Thrice canceled and four times reinstated, the tournament begins today at the downtown resort where it was born nine years ago as a complement to Binion's World Series of Poker, which is held each May.
"This is a new time of year for us, and we are very low-keyed about this tournament," said longtime tourney director Jim Albrecht, noting the event traditionally has been a winter classic that draws nowhere near the interest of the 28-year-old World Series.
"The new pavilion (used for the first time this year for the World Series) is a plus for bringing the Hall of Fame Classic back, and we had a very good World Series this year."
The Hall of Fame Classic, which began in 1988 to generate casino revenues during the slow Christmas season, was canceled for the first time in 1992 following a dispute with the Internal Revenue Service, which accused players of not reporting all of their gambling income.
After negotiations that involved Nevada's congressional delegation and top casino industry officials, the event was reinstated three days later with the compromise that W-2G forms be issued in lieu of withholding cash winnings. All major tournaments have since followed that suit.
The Hall of Fame was canceled again in 1993 because the tournament, in the shadow of the World Series of Poker, did not generate enough attention to warrant the amount of work it took to put it on.
The tournament again was reinstated in 1994 because Horseshoe officials needed to attract customers in the wake of the construction of the Fremont Street Experience, which caused a drop in revenues at most downtown casinos because gamblers avoided the then-torn-up Fremont Street.
The Hall of Fame Classic enjoyed its greatest success the years it was held in December -- the same month the National Finals Rodeo comes to town.

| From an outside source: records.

//! The source of randomness of the engine.
//!
//! The samplers never talk to [rand] directly: they only see the
//! [RandomSource] trait. This keeps the sampling algorithms deterministic and
//! testable (a scripted implementation can feed them hand-picked values) and
//! concentrates the PRNG choice in a single place.
//!

use rand::rngs::StdRng;
use rand::{Rng, SeedableRng};

/// A deterministic stream of random variates.
///
/// The 2 sampling primitives the engine needs:
///  - [RandomSource::uniform]: a uniform draw on `[0, 1)`.
///  - [RandomSource::normal]: a normal draw with the given mean and
///    standard deviation.
///
/// An implementation must be deterministic: the same seed and the same call
/// sequence must produce the same values. A source is owned by a single
/// simulation run; it is **not** meant to be shared between threads.
pub trait RandomSource {
    /// Returns a uniformly distributed value in `[0, 1)`.
    fn uniform(&mut self) -> f64;

    /// Returns a normally distributed value with mean `mean` and standard
    /// deviation `std_dev`.
    fn normal(&mut self, mean: f64, std_dev: f64) -> f64;

    /// Returns the seed this source was created with.
    fn seed(&self) -> u64;
}

/// The deafult [RandomSource]: a seeded [StdRng].
///
/// Normal variates are generated with the
/// [Box-Muller transform](https://en.wikipedia.org/wiki/Box%E2%80%93Muller_transform)
/// on top of the uniform stream. Each transform produces 2 independent
/// standard normal values; the second one is cached and returned by the next
/// call, so consecutive calls consume the uniform stream in a predictable way.
pub struct SeededSource {
    rng: StdRng,
    seed: u64,
    /// The spare standard normal value left over from the last Box-Muller
    /// transform, if any.
    spare_standard_normal: Option<f64>,
}

impl SeededSource {
    /// Creates a new [SeededSource] from the given seed.
    #[must_use]
    pub fn new(seed: u64) -> SeededSource {
        return SeededSource {
            rng: StdRng::seed_from_u64(seed),
            seed: seed,
            spare_standard_normal: None,
        };
    }

    /// Returns a standard normal value (mean 0, standard deviation 1).
    fn standard_normal(&mut self) -> f64 {
        if let Some(spare) = self.spare_standard_normal.take() {
            return spare;
        }

        // Box-Muller: u1 is mapped to (0, 1] so the logarithm is finite.
        let u1: f64 = 1.0 - self.rng.random::<f64>();
        let u2: f64 = self.rng.random::<f64>();

        let radius: f64 = (-2.0 * u1.ln()).sqrt();
        let angle: f64 = 2.0 * std::f64::consts::PI * u2;

        self.spare_standard_normal = Some(radius * angle.sin());
        return radius * angle.cos();
    }
}

impl RandomSource for SeededSource {
    fn uniform(&mut self) -> f64 {
        return self.rng.random::<f64>();
    }

    fn normal(&mut self, mean: f64, std_dev: f64) -> f64 {
        return mean + std_dev * self.standard_normal();
    }

    fn seed(&self) -> u64 {
        return self.seed;
    }
}
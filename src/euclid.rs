//! Euclid contains the special functions needed by the engine.
//!
//! Everything here is a plain `f64 -> f64` computation with no state:
//!  - [ln_gamma]: log-gamma trough the Lanczos approximation.
//!  - [lower_incomplete_gamma]: the regularized lower incomplete gamma
//!    function `P(a, x)`, the building block of the chi-square CDF.
//!  - [chi_squared_pdf] / [chi_squared_cdf] / [chi_squared_quantile]: the
//!    null distribution of the goodness-of-fit statistic.
//!  - [std_normal_cdf] / [std_normal_quantile]: used for the expected bin
//!    frequencies of a normal model and for its inverse CDF.
//!

use std::f64::consts;

use crate::configuration::numerics;

/// Computes the natural logarithm of the [gamma function](https://en.wikipedia.org/wiki/Gamma_function)
/// using the [Lanczos approximation](https://en.wikipedia.org/wiki/Lanczos_approximation)
/// (g = 7, 9 coefficients).
///
/// For `x < 0.5` the [reflection formula](https://en.wikipedia.org/wiki/Reflection_formula)
/// is used. The absolute error is arround `10^-13` for the arguments this
/// library needs (positive half-integers).
#[must_use]
pub fn ln_gamma(x: f64) -> f64 {
    const LANCZOS_COEFFICIENTS: [f64; 9] = [
        0.99999999999980993,
        676.5203681218851,
        -1259.1392167224028,
        771.32342877765313,
        -176.61502916214059,
        12.507343278686905,
        -0.13857109526572012,
        9.9843695780195716e-6,
        1.5056327351493116e-7,
    ];

    if x < 0.5 {
        // Reflection formula: gamma(x) * gamma(1-x) = pi / sin(pi*x)
        let ln_pi_sin: f64 = (consts::PI * x).sin().abs().ln();
        return consts::PI.ln() - ln_pi_sin - ln_gamma(1.0 - x);
    }

    let z: f64 = x - 1.0;
    let mut accumulator: f64 = LANCZOS_COEFFICIENTS[0];
    for (i, &coefficient) in LANCZOS_COEFFICIENTS[1..].iter().enumerate() {
        accumulator += coefficient / (z + i as f64 + 1.0);
    }

    let t: f64 = z + 7.5;
    return 0.5 * (2.0 * consts::PI).ln() + (z + 0.5) * t.ln() - t + accumulator.ln();
}

/// Computes the [regularized lower incomplete gamma function](https://en.wikipedia.org/wiki/Incomplete_gamma_function#Regularized_gamma_functions_and_Poisson_random_variables)
/// `P(a, x)`.
///
/// **Panicks** if `a <= 0.0` or if `x` is negative or NaN (contract violation,
/// the callers in this crate only evaluate it at valid points).
#[must_use]
pub fn lower_incomplete_gamma(a: f64, x: f64) -> f64 {
    /*
           Plan:

        Standard split (Numerical Recipes 6.2):
         - For `x < a + 1` the series expansion of P(a, x) converges fast:

           P(a, x) = exp(-x + a*ln(x) - ln_gamma(a)) * sum_{n>=0} x^n / (a*(a+1)*...*(a+n))

         - Otherwise the continued fraction for Q(a, x) = 1 - P(a, x)
           converges fast. We evaluate it with the modified Lentz method:

           Q(a, x) = exp(-x + a*ln(x) - ln_gamma(a)) * 1/(x+1-a- 1*(1-a)/(x+3-a- ...))

        Both loops are bounded by INCOMPLETE_GAMMA_MAX_ITERS and stop once the
        relative update is below INCOMPLETE_GAMMA_EPS.
    */

    if !(0.0 < a) || x.is_nan() || x < 0.0 {
        std::panic!("Tried to evaluate `lower_incomplete_gamma` outside its domain. \n");
    }

    if x == 0.0 {
        return 0.0;
    }

    let eps: f64 = numerics::INCOMPLETE_GAMMA_EPS;
    let max_iters: usize = numerics::INCOMPLETE_GAMMA_MAX_ITERS;

    // common prefactor: exp(-x + a*ln(x) - ln_gamma(a))
    let ln_prefactor: f64 = -x + a * x.ln() - ln_gamma(a);
    let prefactor: f64 = ln_prefactor.exp();

    if x < a + 1.0 {
        // series expansion
        let mut term: f64 = 1.0 / a;
        let mut sum: f64 = term;
        let mut denominator: f64 = a;

        for _ in 0..max_iters {
            denominator += 1.0;
            term = term * (x / denominator);
            sum += term;

            if term.abs() < sum.abs() * eps {
                break;
            }
        }

        return (prefactor * sum).clamp(0.0, 1.0);
    }

    // continued fraction with the modified Lentz method
    let tiny: f64 = 1e-30;

    let mut b: f64 = x + 1.0 - a;
    let mut c: f64 = 1.0 / tiny;
    let mut d: f64 = 1.0 / b;
    let mut h: f64 = d;

    for i in 1..=max_iters {
        let i_f64: f64 = i as f64;
        let numerator: f64 = -i_f64 * (i_f64 - a);
        b += 2.0;

        d = numerator * d + b;
        if d.abs() < tiny {
            d = tiny;
        }
        c = b + numerator / c;
        if c.abs() < tiny {
            c = tiny;
        }
        d = 1.0 / d;

        let delta: f64 = d * c;
        h = h * delta;

        if (delta - 1.0).abs() < eps {
            break;
        }
    }

    let upper: f64 = prefactor * h;
    return (1.0 - upper).clamp(0.0, 1.0);
}

/// Evaluates the pdf of the [chi-square distribution](https://en.wikipedia.org/wiki/Chi-squared_distribution)
/// with `degrees_of_freedom` at point `x`.
///
/// Uses the log-space normalization constant to avoid overflow:
/// `pdf(x | k) = exp(-(k/2)*ln(2) - ln_gamma(k/2)) * x^(k/2 - 1) * exp(-x/2)`
#[must_use]
pub fn chi_squared_pdf(x: f64, degrees_of_freedom: f64) -> f64 {
    if x < 0.0 {
        return 0.0;
    }

    let half_k: f64 = degrees_of_freedom * 0.5;
    let normalization: f64 = (-half_k * consts::LN_2 - ln_gamma(half_k)).exp();
    return x.powf(half_k - 1.0) * (-0.5 * x).exp() * normalization;
}

/// Evaluates the CDF of the [chi-square distribution](https://en.wikipedia.org/wiki/Chi-squared_distribution)
/// with `degrees_of_freedom` at point `x`.
///
/// `CDF(x | k) = P(k/2, x/2)` where `P` is [lower_incomplete_gamma].
#[must_use]
pub fn chi_squared_cdf(x: f64, degrees_of_freedom: f64) -> f64 {
    if x <= 0.0 {
        return 0.0;
    }

    return lower_incomplete_gamma(degrees_of_freedom * 0.5, x * 0.5);
}

/// Evaluates the quantile function (inverse CDF) of the
/// [chi-square distribution](https://en.wikipedia.org/wiki/Chi-squared_distribution)
/// with `degrees_of_freedom`.
///
///  - if `p <= 0.0`, returns `0.0`.
///  - if `1.0 <= p`, returns `f64::INFINITY`.
///  - **Panicks** if `p` is a NaN.
#[must_use]
pub fn chi_squared_quantile(p: f64, degrees_of_freedom: f64) -> f64 {
    /*
           Plan:

        Start from the [Wilson-Hilferty approximation](https://en.wikipedia.org/wiki/Chi-squared_distribution#Asymptotic_properties):

        x ~= k * (1 - 2/(9k) + z * sqrt(2/(9k)))^3

        where `z` is the standard normal quantile at `p`. Then refine with
        Newton's method on `cdf(x) - p` (the derivative is just the pdf).
        The starting point is already within a few percent for the degrees of
        freedom used in binning tests, so the iteration converges quickly.
    */

    if p.is_nan() {
        std::panic!("Tried to evaluate `chi_squared_quantile` with a NaN value. \n");
    }

    if p <= 0.0 {
        return 0.0;
    }
    if 1.0 <= p {
        return f64::INFINITY;
    }

    let k: f64 = degrees_of_freedom;

    // Wilson-Hilferty starting point
    let z: f64 = std_normal_quantile(p);
    let aux: f64 = 2.0 / (9.0 * k);
    let cube_root: f64 = 1.0 - aux + z * aux.sqrt();
    let mut x: f64 = k * cube_root * cube_root * cube_root;

    if !x.is_finite() || x <= 0.0 {
        // the approximation broke down (tiny k or extreme p), fall back to k
        x = k;
    }

    for _ in 0..numerics::CHI_SQUARED_QUANTILE_NEWTON_STEPS {
        let cdf_x: f64 = chi_squared_cdf(x, k);
        let pdf_x: f64 = chi_squared_pdf(x, k);

        if pdf_x.abs() < f64::MIN_POSITIVE {
            break;
        }

        let step: f64 = (cdf_x - p) / pdf_x;
        let mut next: f64 = x - step;

        if next <= 0.0 {
            // keep the iterate inside the support
            next = x * 0.5;
        }

        let relative_change: f64 = ((next - x) / x).abs();
        x = next;

        if relative_change < 1e-12 {
            break;
        }
    }

    return x;
}

/// Evaluates the CDF of the standard [normal distribution](https://en.wikipedia.org/wiki/Normal_distribution)
/// at point `x`.
///
/// Uses the rational Chebyshev fit to the complementary error function
/// (Numerical Recipes `erfcc`), with a maximum absolute error arround
/// `1.2 * 10^-7`. That is plenty for expected bin frequencies; the
/// chi-square side of the test uses the exact [lower_incomplete_gamma].
#[must_use]
pub fn std_normal_cdf(x: f64) -> f64 {
    return 0.5 * erfc(-x / consts::SQRT_2);
}

/// Complementary error function `erfc(x) = 1 - erf(x)`.
///
/// Rational Chebyshev approximation, maximum absolute error `1.2 * 10^-7`.
#[must_use]
pub fn erfc(x: f64) -> f64 {
    let z: f64 = x.abs();
    let t: f64 = 1.0 / (1.0 + 0.5 * z);

    // Horner's rule over the Chebyshev coefficients
    let polynomial: f64 = t.mul_add(
        t.mul_add(
            t.mul_add(
                t.mul_add(
                    t.mul_add(
                        t.mul_add(
                            t.mul_add(t.mul_add(t.mul_add(0.17087277, -0.82215223), 1.48851587), -1.13520398),
                            0.27886807,
                        ),
                        -0.18628806,
                    ),
                    0.09678418,
                ),
                0.37409196,
            ),
            1.00002368,
        ),
        -1.26551223,
    );

    let answer: f64 = t * (-z * z + polynomial).exp();

    return if x < 0.0 { 2.0 - answer } else { answer };
}

/// Evaluates the quantile function (inverse CDF) of the standard
/// [normal distribution](https://en.wikipedia.org/wiki/Normal_distribution).
///
///  - if `p <= 0.0`, returns `f64::NEG_INFINITY`.
///  - if `1.0 <= p`, returns `f64::INFINITY`.
///  - **Panicks** if `p` is a NaN.
///
/// Uses [Acklam's approximation](https://web.archive.org/web/20151110174102/http://home.online.no/~pjacklam/notes/invnorm/)
/// wich has a relative error under `1.15 * 10^-9` over the whole range.
#[must_use]
pub fn std_normal_quantile(p: f64) -> f64 {
    if p.is_nan() {
        std::panic!("Tried to evaluate `std_normal_quantile` with a NaN value. \n");
    }

    if p <= 0.0 {
        return f64::NEG_INFINITY;
    }
    if 1.0 <= p {
        return f64::INFINITY;
    }

    const A: [f64; 6] = [
        -3.969683028665376e+01,
        2.209460984245205e+02,
        -2.759285104469687e+02,
        1.383577518672690e+02,
        -3.066479806614716e+01,
        2.506628277459239e+00,
    ];
    const B: [f64; 5] = [
        -5.447609879822406e+01,
        1.615858368580409e+02,
        -1.556989798598866e+02,
        6.680131188771972e+01,
        -1.328068155288572e+01,
    ];
    const C: [f64; 6] = [
        -7.784894002430293e-03,
        -3.223964580411365e-01,
        -2.400758277161838e+00,
        -2.549732539343734e+00,
        4.374664141464968e+00,
        2.938163982698783e+00,
    ];
    const D: [f64; 4] = [
        7.784695709041462e-03,
        3.224671290700398e-01,
        2.445134137142996e+00,
        3.754408661907416e+00,
    ];

    const P_LOW: f64 = 0.02425;
    const P_HIGH: f64 = 1.0 - P_LOW;

    if p < P_LOW {
        // lower tail
        let q: f64 = (-2.0 * p.ln()).sqrt();
        let numerator: f64 =
            ((((C[0] * q + C[1]) * q + C[2]) * q + C[3]) * q + C[4]) * q + C[5];
        let denominator: f64 = (((D[0] * q + D[1]) * q + D[2]) * q + D[3]) * q + 1.0;
        return numerator / denominator;
    }

    if P_HIGH < p {
        // upper tail, by symmetry
        let q: f64 = (-2.0 * (1.0 - p).ln()).sqrt();
        let numerator: f64 =
            ((((C[0] * q + C[1]) * q + C[2]) * q + C[3]) * q + C[4]) * q + C[5];
        let denominator: f64 = (((D[0] * q + D[1]) * q + D[2]) * q + D[3]) * q + 1.0;
        return -numerator / denominator;
    }

    // central region
    let q: f64 = p - 0.5;
    let r: f64 = q * q;
    let numerator: f64 =
        (((((A[0] * r + A[1]) * r + A[2]) * r + A[3]) * r + A[4]) * r + A[5]) * q;
    let denominator: f64 =
        ((((B[0] * r + B[1]) * r + B[2]) * r + B[3]) * r + B[4]) * r + 1.0;
    return numerator / denominator;
}
//! The [Pearson chi-square goodness-of-fit test](https://en.wikipedia.org/wiki/Pearson%27s_chi-squared_test):
//! does a sample plausibly come from a given [DistributionSpec](crate::spec::DistributionSpec)?
//!
//! The test is a pure function of its inputs: calling it twice with the same
//! sample, spec and binning produces bit-identical results.
//!

use crate::configuration;
use crate::errors::StatError;
use crate::euclid;
use crate::histogram::{Binning, Histogram};
use crate::sampler::Sample;
use crate::spec::DistributionSpec;

/// The decision of a [chi_square_test] at its significance level.
#[derive(Debug, Clone, Copy, PartialEq, Eq)]
pub enum Decision {
    /// The sample is consistent with the spec (the null hypothesis is **not**
    /// rejected). It does not prove the sample comes from the spec.
    Accept,
    /// The sample deviates from the spec more than chance alone explains at
    /// the chosen significance level.
    Reject,
}

/// Everything a [chi_square_test] concluded.
#[derive(Debug, Clone, PartialEq)]
pub struct GofTestResult {
    /// The Pearson statistic `sum((observed - expected)^2 / expected)` over
    /// the bins with positive expected frequency.
    pub statistic: f64,
    /// `k - 1` where `k` is the number of bins. The null here is allways
    /// fully specified, so no degrees are subtracted for estimated
    /// parameters.
    pub degrees_of_freedom: f64,
    /// `P(X >= statistic)` under the null chi-square distribution.
    pub p_value: f64,
    /// The `1 - significance` quantile of the null distribution: the largest
    /// statistic that would still be accepted.
    pub critical_value: f64,
    /// The significance level the decision was taken at.
    pub significance: f64,
    /// `Accept` iff `significance < p_value`.
    pub decision: Decision,
    /// Per-bin terms `(observed - expected)^2 / expected`, aligned with the
    /// histogram's bins (`0.0` for bins with zero expected frequency). Their
    /// sum equals `statistic` exactly.
    pub contributions: Vec<f64>,
    /// The binned data the statistic was computed from.
    pub histogram: Histogram,
}

/// Performs the Pearson chi-square goodness-of-fit test of `sample` against
/// `spec`.
///
/// `sample`: the observed values. \
/// `spec`: the hypothesised distribution. If missing, the spec the sample
/// was drawn from is tested (a self-consistency check). \
/// `binning`: how to partition the range ([Binning::EqualWidth] over the
/// sample range, or explicit [Binning::Edges]). Ignored for discrete specs,
/// wich bin per outcome. \
/// `significance`: the probability of rejecting a true null. If missing, the
/// deafult ([DEFAULT_SIGNIFICANCE](crate::configuration::DEFAULT_SIGNIFICANCE))
/// is used.
///
/// The statistic sums `(o - e)^2 / e` over the bins with `e > 0`; expected
/// frequencies come from CDF differences (or outcome probabilities) rescaled
/// to the observed total. The p value is the null probability of a statistic
/// at least as large; the decision is `Accept` iff `significance < p_value`.
///
/// # Errors
///
/// Will return an error if:
///  - `significance` is not within `0.0 < significance < 1.0` or is not
///    finite ([StatError::InvalidSignificance]).
///  - the binning is degenerate ([StatError::InsufficientBins], see
///    [Histogram::build]).
///  - a bin edge is a NaN ([StatError::NanErr]).
#[bon::builder]
pub fn chi_square_test(
    sample: &Sample,
    spec: Option<&DistributionSpec>,
    binning: &Binning,
    significance: Option<f64>,
) -> Result<GofTestResult, StatError> {
    let significance: f64 = significance.unwrap_or(configuration::DEFAULT_SIGNIFICANCE);
    if !significance.is_finite() || !(0.0 < significance && significance < 1.0) {
        return Err(StatError::InvalidSignificance);
    }

    let spec: &DistributionSpec = spec.unwrap_or_else(|| sample.spec());

    let histogram: Histogram = Histogram::build(sample.values(), spec, binning)?;

    let mut statistic: f64 = 0.0;
    let mut contributions: Vec<f64> = Vec::with_capacity(histogram.bin_count());
    for (&observed, &expected) in histogram.observed().iter().zip(histogram.expected().iter()) {
        if expected <= 0.0 {
            contributions.push(0.0);
            continue;
        }

        let deviation: f64 = observed as f64 - expected;
        let contribution: f64 = deviation * deviation / expected;
        contributions.push(contribution);
        statistic += contribution;
    }

    let degrees_of_freedom: f64 = (histogram.bin_count() - 1) as f64;

    let p_value: f64 = 1.0 - euclid::chi_squared_cdf(statistic, degrees_of_freedom);
    let critical_value: f64 = euclid::chi_squared_quantile(1.0 - significance, degrees_of_freedom);

    let decision: Decision = if significance < p_value {
        Decision::Accept
    } else {
        Decision::Reject
    };

    return Ok(GofTestResult {
        statistic: statistic,
        degrees_of_freedom: degrees_of_freedom,
        p_value: p_value,
        critical_value: critical_value,
        significance: significance,
        decision: decision,
        contributions: contributions,
        histogram: histogram,
    });
}
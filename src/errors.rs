use thiserror::Error;

/// An enum that indicates what went wrong when building or validating a
/// distribution specification.
#[derive(Error, Debug, Clone, Copy, PartialEq, Eq)]
pub enum SpecError {
    /// A NaN (Not a Number) was found in the input.
    #[error("A NaN (Not a Number) was found in the input. ")]
    NanErr,
    /// A parameter did not fullfill the conditions of the distribution.
    /// Maybe `b <= a` for a range, a non-positive standard deviation, a
    /// negative probability, a zero sample size or an infinite value where
    /// only finite ones are allowed.
    #[error(
        "A parameter did not fullfill the conditions of the distribution. Maybe `b <= a` for a range, a non-positive standard deviation, a negative probability, a zero sample size or an infinite value where only finite ones are allowed. "
    )]
    InvalidParameter,
    /// The outcome table of a discrete specification was empty (or all its
    /// probabilities were zero, wich makes it impossible to normalize).
    #[error(
        "The outcome table of a discrete specification was empty (or all its probabilities were zero). "
    )]
    EmptyOutcomeTable,
}

/// An enum that indicates what went wrong with an estimation or a test.
#[derive(Error, Debug, Clone, Copy, PartialEq, Eq)]
pub enum StatError {
    /// A NaN (Not a Number) was found in the input. (Or maybe `+- inf` depending on the function)
    #[error(
        "A NaN (Not a Number) was found in the input. (Or maybe `+- inf` depending on the function)"
    )]
    NanErr,
    /// There were no samples at all: no moment can be estimated from an
    /// empty sample.
    #[error("There were no samples at all: no moment can be estimated from an empty sample. ")]
    DegenerateSample,
    /// Less than 2 bins were requested, or every bin ended up with zero
    /// expected frequency (the spec and the sample range do not overlap).
    #[error(
        "Less than 2 bins were requested, or every bin ended up with zero expected frequency (the spec and the sample range do not overlap). "
    )]
    InsufficientBins,
    /// The significance level was set to an invalid value. (`0.0 < significance < 1.0`)
    #[error("The significance level was set to an invalid value. (`0.0 < significance < 1.0`)")]
    InvalidSignificance,
    /// There was an error when performing some numerical computation.
    /// Overflow/underflow/division by 0 (for example standardized moments of
    /// a zero-variance sample).
    #[error(
        "There was an error when performing some numerical computation. Overflow/underflow/division by 0"
    )]
    NumericalError,
}
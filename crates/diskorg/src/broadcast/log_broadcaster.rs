//! Log broadcasting for real-time log streaming.

use chrono::{DateTime, Utc};
use serde::Serialize;
use tokio::sync::broadcast;

/// Target used for lines written to a run log.
pub const RUN_LOG_TARGET: &str = "diskorg::run";

#[derive(Debug, Clone, Serialize)]
pub struct LogEvent {
    pub timestamp: DateTime<Utc>,
    pub level: String,
    pub target: String,
    /// Set when the line belongs to a run log.
    #[serde(skip_serializing_if = "Option::is_none")]
    pub run_id: Option<i64>,
    pub message: String,
}

impl LogEvent {
    pub fn new(level: &str, target: &str, message: &str) -> Self {
        Self {
            timestamp: Utc::now(),
            level: level.to_string(),
            target: target.to_string(),
            run_id: None,
            message: message.to_string(),
        }
    }

    pub fn for_run(run_id: i64, level: &str, message: &str) -> Self {
        Self {
            run_id: Some(run_id),
            ..Self::new(level, RUN_LOG_TARGET, message)
        }
    }
}

#[derive(Clone)]
pub struct LogBroadcaster {
    sender: broadcast::Sender<LogEvent>,
}

impl LogBroadcaster {
    pub fn new(capacity: usize) -> Self {
        let (sender, _) = broadcast::channel(capacity);
        Self { sender }
    }

    pub fn send(&self, event: LogEvent) {
        // No active receivers is fine
        let _ = self.sender.send(event);
    }

    pub fn subscribe(&self) -> broadcast::Receiver<LogEvent> {
        self.sender.subscribe()
    }

    pub fn receiver_count(&self) -> usize {
        self.sender.receiver_count()
    }

    pub fn log(&self, level: &str, target: &str, message: &str) {
        self.send(LogEvent::new(level, target, message));
    }

    pub fn run_line(&self, run_id: i64, level: &str, message: &str) {
        self.send(LogEvent::for_run(run_id, level, message));
    }

    pub fn info(&self, target: &str, message: &str) {
        self.log("INFO", target, message);
    }
}

impl Default for LogBroadcaster {
    fn default() -> Self {
        Self::new(1000)
    }
}
//! Disk repository: named source/sorted directory pairs.

use rusqlite::{params, OptionalExtension, Row};

use super::{Database, DatabaseError};
use crate::config::Disk;

fn disk_from_row(row: &Row<'_>) -> Result<Disk, rusqlite::Error> {
    Ok(Disk {
        name: row.get("name")?,
        source_dir: row.get("source_dir")?,
        sorted_dir: row.get::<_, Option<String>>("sorted_dir")?.unwrap_or_default(),
        schedule: row.get("schedule")?,
    })
}

pub fn list(db: &Database) -> Result<Vec<Disk>, DatabaseError> {
    db.with_conn(|conn| {
        let mut stmt =
            conn.prepare("SELECT name, source_dir, sorted_dir, schedule FROM disks ORDER BY name")?;
        let disks = stmt
            .query_map([], disk_from_row)?
            .collect::<Result<Vec<_>, _>>()?;
        Ok(disks)
    })
}

pub fn find_by_name(db: &Database, name: &str) -> Result<Option<Disk>, DatabaseError> {
    db.with_conn(|conn| {
        let disk = conn
            .query_row(
                "SELECT name, source_dir, sorted_dir, schedule FROM disks WHERE name = ?1",
                params![name],
                disk_from_row,
            )
            .optional()?;
        Ok(disk)
    })
}

/// Inserts a disk or overwrites the one with the same name. Name and paths
/// are stored trimmed.
pub fn upsert(db: &Database, disk: &Disk) -> Result<(), DatabaseError> {
    let disk = trimmed(disk);
    db.with_conn(|conn| {
        conn.execute(
            "INSERT INTO disks (name, source_dir, sorted_dir, schedule) VALUES (?1, ?2, ?3, ?4)
             ON CONFLICT(name) DO UPDATE SET source_dir = excluded.source_dir,
             sorted_dir = excluded.sorted_dir, schedule = excluded.schedule",
            params![disk.name, disk.source_dir, disk.sorted_dir, disk.schedule],
        )?;
        Ok(())
    })
}

/// Updates an existing disk. Returns `false` if no disk has that name.
pub fn update(db: &Database, disk: &Disk) -> Result<bool, DatabaseError> {
    let disk = trimmed(disk);
    db.with_conn(|conn| {
        let changed = conn.execute(
            "UPDATE disks SET source_dir = ?2, sorted_dir = ?3, schedule = ?4 WHERE name = ?1",
            params![disk.name, disk.source_dir, disk.sorted_dir, disk.schedule],
        )?;
        Ok(changed > 0)
    })
}

fn trimmed(disk: &Disk) -> Disk {
    Disk {
        name: disk.name.trim().to_string(),
        source_dir: disk.source_dir.trim().to_string(),
        sorted_dir: disk.sorted_dir.trim().to_string(),
        schedule: disk.schedule.clone(),
    }
}

/// Deletes a disk by name. Past runs keep their own copy of the name.
pub fn delete(db: &Database, name: &str) -> Result<bool, DatabaseError> {
    db.with_conn(|conn| {
        let changed = conn.execute("DELETE FROM disks WHERE name = ?1", params![name])?;
        Ok(changed > 0)
    })
}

But that factor also led to its third cancellation last year, when Horseshoe officials said the expansion of the rodeo resulted in the need for a lot more of its hotel rooms -- rooms that are essential to operating a successful international poker tournament.
That problem was avoided by moving this year's 16-day Hall of Fame reincarnation to August.
"This is a stepping stone tournament between the many lower buy-in tournaments ($100-$500) out there and the World Series (where no open event buy-in is less than $1,500)," Albrecht said. "The Hall of Fame will satisfy the serious gambler whose bankroll may not be as big."
The buy-ins start at $1,000 and escalate to $1,500. The $5,000 buy-in no-limit Texas hold 'em championship (Aug. 26-27) and the $500 buy-in women's limit Texas hold 'em events are the only exceptions.
The events will be conducted in the same two-day format used at this year's World Series, with the final table qualifiers playing the following evening while a new contest is going on. The women's game, however, will be a one-day event, Albrecht said.
There will be eight Texas hold 'em games, four variations of 7-card stud and four Omaha hold 'em events, with limit, pot-limit and no-limit formats. Each event will feature freeze-out style play where a player is eliminated after losing all of his chips.
About 3,000 entrants are expected -- players generally enter more than one event -- and between $2 million and $3 million will change hands. By contrast, the World Series, the world's largest poker tournament, had $12.5 million in player-generated purses earlier this year.
The defending Hall of Fame champion from 1995 is Phil Hellmuth Jr., the 1989 world champion. Other past classic champions are Dr. Barry Schwartz (1994), 1993 world champion Jim Bechtel (1992), Lyle Berman (1991), David Mosley (1990) and two-time former world titlist Johnny Chan (1988, '89).
As part of the festivities, the $5 poker chip honoring this year's Poker Hall of Fame enshrinee Roger Moore will be introduced.